Örnek: 2012 yılında 200.000 TL’ye evini almış bir kişinin satın alım bedelini 100.000 TL olarak belirttiğini varsayalım. Evini de 2015 yılında, 250.000 TL’ye satıyor ve satış bedeli 250.000 TL olarak beyan ediliyor. Bu durumda aradaki kâr, yasal olarak 150.000 TL olduğu için satıcıya 40.000 TL’ye yakın bir vergi ödemesi tahakkuk ediyor. Satıcı eğer evi alırken gerçek aldığı bedeli belirtmiş olsaydı, arada 50.000 TL bir kar gözükecek ve sadece 7.000 TL’ye yakın bir vergi ödemesi tahakkuk edecekti. Tapu harcını 4.000 TL (100.000 TL*%2) daha düşük ödemeye çalışırken, fazladan 33.000 TL (40.000 TL-7.000 TL) vergisi ödemiş oldu.

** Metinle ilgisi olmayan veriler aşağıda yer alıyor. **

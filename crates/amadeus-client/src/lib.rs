//! Amadeus self-service API implementation of [`BookingApi`].
//!
//! The client is a thin transport: it builds the request shapes the
//! Amadeus endpoints expect, attaches the bearer token and hands back the
//! JSON body untouched. Interpreting `errors` arrays and projecting offers
//! into travel records happens in `travel-tools`.
//!
//! The access token is obtained out of band and read from the environment;
//! this crate never refreshes it.
//!
//! # Usage
//!
//! ```rust,no_run
//! use amadeus_client::AmadeusClient;
//! use travel_core::{BookingApi, FlightOfferQuery};
//!
//! #[tokio::main]
//! async fn main() -> Result<(), Box<dyn std::error::Error>> {
//!     let client = AmadeusClient::from_env()?;
//!     let body = client
//!         .search_flight_offers(&FlightOfferQuery {
//!             origin: "LAX".to_string(),
//!             destination: "JFK".to_string(),
//!             departure_date: "2030-01-15".to_string(),
//!             max: 6,
//!             priced_in_currency: true,
//!         })
//!         .await?;
//!     println!("{}", body);
//!     Ok(())
//! }
//! ```

mod client;
mod config;
mod requests;

pub use client::AmadeusClient;
pub use config::{AmadeusConfig, AmadeusConfigBuilder, DEFAULT_API_URL, DEFAULT_CURRENCY};

pub use travel_core::BookingApi;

Sonuç olarak, ev alacak kişiler, alım bedelini gerçek rakamlar üzerinden beyan etmelidir. Bu konuyu sıkı takip ederek sizin adınıza emlakçı veya ev sahibinin bu bedeli düşük belirlemesine izin vermeyin. Son olarak eğer rayiç bedelinizi düşük olarak beyan ettiyseniz, pişmanlık dilekçesi ile aradaki tapu harcı farkını ödeyerek yükseltebiliyorsunuz.
Ev alım süreci sorunsuz olarak tamamlasa bile özellikle mevzuata uymayan veya ileriyi düşünmeyerek günü kurtarmak için yapılan işlemlerden dolayı, ilerleyen zamanlarda çeşitli cezalar ile karşı karşıya kalınabiliyor. Bundan dolayı ev alırken sürece hakim ve dikkatli olmak çok önemli.